Define your schema in a file, commit it to git, and reproduce the same dataset anywhere — no LLM required.

Scaffold

misata init                                     # writes misata.yaml template
misata init --story "A marketplace"             # parses a story into YAML
misata init --db postgresql://localhost/myapp   # introspects a real database

Schema structure

name: my-app
seed: 42

tables:
  users:
    rows: 1000
    columns:
      user_id:  { type: int, unique: true }
      email:    { type: text, text_type: email }
      plan:     { type: categorical, choices: [free, pro, enterprise] }
      mrr:      { type: float, min: 0, max: 2400, distribution: lognormal }
      signed_up: { type: date, start: "2022-01-01", end: "2024-12-31" }

  orders:
    rows: 5000
    columns:
      order_id: { type: int, unique: true }
      user_id:  { type: foreign_key }
      amount:   { type: float, min: 5.0, max: 500.0 }
      cost:     { type: float, min: 2.0, max: 200.0 }

relationships:
  - "users.user_id  orders.user_id"

constraints:
  - name: profit_margin
    table: orders
    type: inequality
    column_a: amount
    operator: ">"
    column_b: cost

Generate

import misata

schema = misata.load_yaml_schema("misata.yaml")
tables = misata.generate_from_schema(schema)

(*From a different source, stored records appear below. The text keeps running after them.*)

//! Post-clean checks.
//!
//! [`audit`] inspects a batch for anything the pipeline should have
//! removed. A table produced by [`crate::CleaningPipeline::run`] with the
//! same rules can still report two issues:
//!
//! - [`AuditIssue::DuplicateRows`] when trimming, canonicalization or
//!   backfill made two distinct source rows identical. Rows are only
//!   removed as exact duplicates of the source, so these are kept.
//! - [`AuditIssue::TrailingPeriodCountry`] when a country ended in more than
//!   one period.
//!
//! # Example
//!
//! ```ignore
//! use layoffs_clean::audit;
//!
//! let report = audit(cleaned.batch())?;
//! for issue in &report.issues {
//!     println!("{issue}");
//! }
//! ```

use std::fmt;

use arrow::{
    array::{Array, RecordBatch},
    datatypes::DataType,
};
use serde::Serialize;

use crate::{
    columns,
    error::Result,
    rules::CleaningRules,
    schema,
    transform::{BackfillIndustry, RankDuplicates},
};

/// A rule the table breaks.
#[derive(Debug, Clone, PartialEq, Eq, Serialize)]
#[serde(tag = "kind", rename_all = "snake_case")]
pub enum AuditIssue {
    /// Rows that repeat an earlier row on every key column
    DuplicateRows {
        /// Number of repeated rows
        count: usize,
    },
    /// Text with leading or trailing whitespace
    UntrimmedText {
        /// Column name
        column: String,
        /// Number of affected cells
        count: usize,
    },
    /// Crypto-prefixed industries other than the canonical value
    NonCanonicalIndustry {
        /// Number of affected cells
        count: usize,
    },
    /// US country values ending in a period
    TrailingPeriodCountry {
        /// Number of affected cells
        count: usize,
    },
    /// Blank industries whose company has a known industry elsewhere
    BackfillableIndustry {
        /// Number of affected rows
        count: usize,
    },
    /// A pipeline-only column is still present
    TransientColumn {
        /// Column name
        column: String,
    },
    /// The date column has not been parsed
    UnparsedDates,
}

impl AuditIssue {
    /// Get column name if applicable
    pub fn column(&self) -> Option<&str> {
        match self {
            Self::UntrimmedText { column, .. } | Self::TransientColumn { column } => {
                Some(column.as_str())
            }
            Self::NonCanonicalIndustry { .. } | Self::BackfillableIndustry { .. } => {
                Some(schema::INDUSTRY)
            }
            Self::TrailingPeriodCountry { .. } => Some(schema::COUNTRY),
            Self::UnparsedDates => Some(schema::DATE),
            Self::DuplicateRows { .. } => None,
        }
    }
}

impl fmt::Display for AuditIssue {
    fn fmt(&self, f: &mut fmt::Formatter<'_>) -> fmt::Result {
        match self {
            Self::DuplicateRows { count } => write!(f, "{count} duplicate rows"),
            Self::UntrimmedText { column, count } => {
                write!(f, "{count} untrimmed values in '{column}'")
            }
            Self::NonCanonicalIndustry { count } => {
                write!(f, "{count} non-canonical crypto industries")
            }
            Self::TrailingPeriodCountry { count } => {
                write!(f, "{count} countries with a trailing period")
            }
            Self::BackfillableIndustry { count } => {
                write!(f, "{count} blank industries with a known company industry")
            }
            Self::TransientColumn { column } => write!(f, "transient column '{column}' present"),
            Self::UnparsedDates => write!(f, "date column is still text"),
        }
    }
}

/// Result of [`audit`].
#[derive(Debug, Clone, Default, PartialEq, Eq, Serialize)]
pub struct AuditReport {
    /// Rows inspected
    pub row_count: usize,
    /// Detected issues
    pub issues: Vec<AuditIssue>,
}

impl AuditReport {
    /// Returns true if no issue was found.
    pub fn is_clean(&self) -> bool {
        self.issues.is_empty()
    }

    /// Get issues for a specific column
    pub fn column_issues(&self, column: &str) -> Vec<&AuditIssue> {
        self.issues
            .iter()
            .filter(|i| i.column() == Some(column))
            .collect()
    }
}

/// Audits a batch against the default rules.
///
/// # Errors
///
/// Returns an error if a layoff column is missing or has the wrong type.
pub fn audit(batch: &RecordBatch) -> Result<AuditReport> {
    audit_with(batch, &CleaningRules::default())
}

/// Audits a batch against `rules`.
///
/// # Errors
///
/// Returns an error if a layoff column is missing or has the wrong type.
pub fn audit_with(batch: &RecordBatch, rules: &CleaningRules) -> Result<AuditReport> {
    schema::check_columns(&batch.schema())?;
    let mut issues = Vec::new();

    let duplicates = RankDuplicates::new()
        .ranks(batch)?
        .into_iter()
        .filter(|&rank| rank > 1)
        .count();
    if duplicates > 0 {
        issues.push(AuditIssue::DuplicateRows { count: duplicates });
    }

    for column in &rules.trim_columns {
        let count = count_text(batch, column, |s| s.trim() != s)?;
        if count > 0 {
            issues.push(AuditIssue::UntrimmedText {
                column: column.clone(),
                count,
            });
        }
    }

    let count = count_text(batch, schema::INDUSTRY, |s| {
        s != rules.crypto_canonical && rules.crypto_match.matches(s, &rules.crypto_prefix)
    })?;
    if count > 0 {
        issues.push(AuditIssue::NonCanonicalIndustry { count });
    }

    let count = count_text(batch, schema::COUNTRY, |s| {
        s.starts_with(rules.us_country_prefix.as_str()) && s.ends_with('.')
    })?;
    if count > 0 {
        issues.push(AuditIssue::TrailingPeriodCountry { count });
    }

    let count = backfillable(batch)?;
    if count > 0 {
        issues.push(AuditIssue::BackfillableIndustry { count });
    }

    for column in schema::TRANSIENT_COLUMNS {
        if batch.schema().column_with_name(column).is_some() {
            issues.push(AuditIssue::TransientColumn {
                column: column.to_string(),
            });
        }
    }
    if let Some((_, field)) = batch.schema().column_with_name(schema::DATE) {
        if field.data_type() != &DataType::Date32 {
            issues.push(AuditIssue::UnparsedDates);
        }
    }

    Ok(AuditReport {
        row_count: batch.num_rows(),
        issues,
    })
}

fn count_text(batch: &RecordBatch, column: &str, pred: impl Fn(&str) -> bool) -> Result<usize> {
    let arr = columns::text(batch, column)?;
    Ok((0..arr.len())
        .filter(|&row| columns::text_value(arr, row).is_some_and(&pred))
        .count())
}

fn backfillable(batch: &RecordBatch) -> Result<usize> {
    let plan = BackfillIndustry::new().plan(batch)?;
    let companies = columns::text(batch, schema::COMPANY)?;
    let industries = columns::text(batch, schema::INDUSTRY)?;
    Ok((0..batch.num_rows())
        .filter(|&row| {
            let blank = columns::text_value(industries, row).map_or(true, |s| s.trim().is_empty());
            blank
                && columns::text_value(companies, row)
                    .and_then(|c| plan.donor(c))
                    .is_some()
        })
        .count())
}

#[cfg(test)]
mod tests {
    use super::*;
    use crate::{
        pipeline::CleaningPipeline,
        records::RawLayoff,
        table::LayoffTable,
    };

    fn raw(company: &str, industry: Option<&str>, country: &str) -> RawLayoff {
        RawLayoff {
            company: Some(company.to_string()),
            location: None,
            industry: industry.map(str::to_string),
            total_laid_off: Some(12),
            percentage_laid_off: None,
            date: Some("1/2/2023".to_string()),
            stage: None,
            country: Some(country.to_string()),
            funds_raised_millions: None,
        }
    }

    fn dirty() -> LayoffTable {
        LayoffTable::from_raw_records(&[
            raw(" Acme", Some("CryptoCurrency"), "United States."),
            raw(" Acme", Some("CryptoCurrency"), "United States."),
            raw("Globex", Some("Retail"), "India"),
            RawLayoff {
                total_laid_off: Some(30),
                ..raw("Globex", None, "India")
            },
        ])
        .ok()
        .unwrap_or_else(|| panic!("Should build table"))
    }

    #[test]
    fn test_audit_finds_every_issue() {
        let report = audit(dirty().batch())
            .ok()
            .unwrap_or_else(|| panic!("Should audit"));
        assert_eq!(report.row_count, 4);
        assert!(!report.is_clean());
        assert!(report.issues.contains(&AuditIssue::DuplicateRows { count: 1 }));
        assert!(report.issues.contains(&AuditIssue::UntrimmedText {
            column: "company".to_string(),
            count: 2
        }));
        assert!(report
            .issues
            .contains(&AuditIssue::NonCanonicalIndustry { count: 2 }));
        assert!(report
            .issues
            .contains(&AuditIssue::TrailingPeriodCountry { count: 2 }));
        assert!(report
            .issues
            .contains(&AuditIssue::BackfillableIndustry { count: 1 }));
        assert!(report.issues.contains(&AuditIssue::UnparsedDates));
        assert!(report.column_issues("row_num").is_empty());
    }

    #[test]
    fn test_cleaned_table_audits_clean() {
        let (cleaned, _) = CleaningPipeline::default()
            .run(dirty())
            .ok()
            .unwrap_or_else(|| panic!("Should clean"));
        let report = audit(cleaned.batch())
            .ok()
            .unwrap_or_else(|| panic!("Should audit"));
        assert!(report.is_clean(), "unexpected issues: {:?}", report.issues);
    }

    fn clean_and_audit(rows: &[RawLayoff]) -> (usize, AuditReport) {
        let table = LayoffTable::from_raw_records(rows)
            .ok()
            .unwrap_or_else(|| panic!("Should build table"));
        let (cleaned, report) = CleaningPipeline::default()
            .run(table)
            .ok()
            .unwrap_or_else(|| panic!("Should clean"));
        assert_eq!(report.duplicates_removed, 0);
        let audited = audit(cleaned.batch())
            .ok()
            .unwrap_or_else(|| panic!("Should audit"));
        (cleaned.len(), audited)
    }

    #[test]
    fn test_rows_equal_after_trim_are_kept_and_reported() {
        let (rows, report) = clean_and_audit(&[
            raw(" Acme", Some("Retail"), "India"),
            raw("Acme", Some("Retail"), "India"),
        ]);
        assert_eq!(rows, 2);
        assert_eq!(report.issues, vec![AuditIssue::DuplicateRows { count: 1 }]);
    }

    #[test]
    fn test_rows_equal_after_backfill_are_kept_and_reported() {
        let (rows, report) = clean_and_audit(&[
            raw("Acme", None, "India"),
            raw("Acme", Some("Retail"), "India"),
        ]);
        assert_eq!(rows, 2);
        assert_eq!(report.issues, vec![AuditIssue::DuplicateRows { count: 1 }]);
    }

    #[test]
    fn test_transient_columns_are_reported() {
        let table = dirty();
        let mut working = crate::pipeline::WorkingTable::ingest(table)
            .ok()
            .unwrap_or_else(|| panic!("Should ingest"));
        let rules = CleaningRules::default().with_date_format("%Y");
        let _ = CleaningPipeline::new(rules)
            .ok()
            .unwrap_or_else(|| panic!("Should build pipeline"))
            .execute(&mut working);
        let report = audit(working.batch())
            .ok()
            .unwrap_or_else(|| panic!("Should audit"));
        assert_eq!(report.column_issues("row_num").len(), 1);
        assert_eq!(report.column_issues("source_row").len(), 1);
    }

    #[test]
    fn test_column_issues() {
        let report = audit(dirty().batch())
            .ok()
            .unwrap_or_else(|| panic!("Should audit"));
        assert_eq!(report.column_issues("industry").len(), 2);
        assert_eq!(report.column_issues("date"), vec![&AuditIssue::UnparsedDates]);
    }

    #[test]
    fn test_audit_requires_layoff_columns() {
        let batch = RecordBatch::new_empty(std::sync::Arc::new(arrow::datatypes::Schema::empty()));
        assert!(audit(&batch).is_err());
    }

    #[test]
    fn test_issue_display() {
        let issue = AuditIssue::UntrimmedText {
            column: "country".to_string(),
            count: 3,
        };
        assert_eq!(issue.to_string(), "3 untrimmed values in 'country'");
    }
}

Or from the CLI — auto-detected if misata.yaml exists in the current directory:

misata generate
misata generate --output-dir data/

Round-trip

# Inspect a programmatically built schema, then save it
schema = misata.parse("A healthcare company with 500 patients")
misata.save_yaml_schema(schema, "healthcare.yaml")

Column types

type Description Key params
int Integer min, max, unique, distribution
float Floating point min, max, decimals, distribution
text String / semantic text_type (name, email, city, …)
categorical Enum / factor choices, probabilities, sampling
boolean True/False probability
date Date column start, end, format
foreign_key FK reference resolved from relationships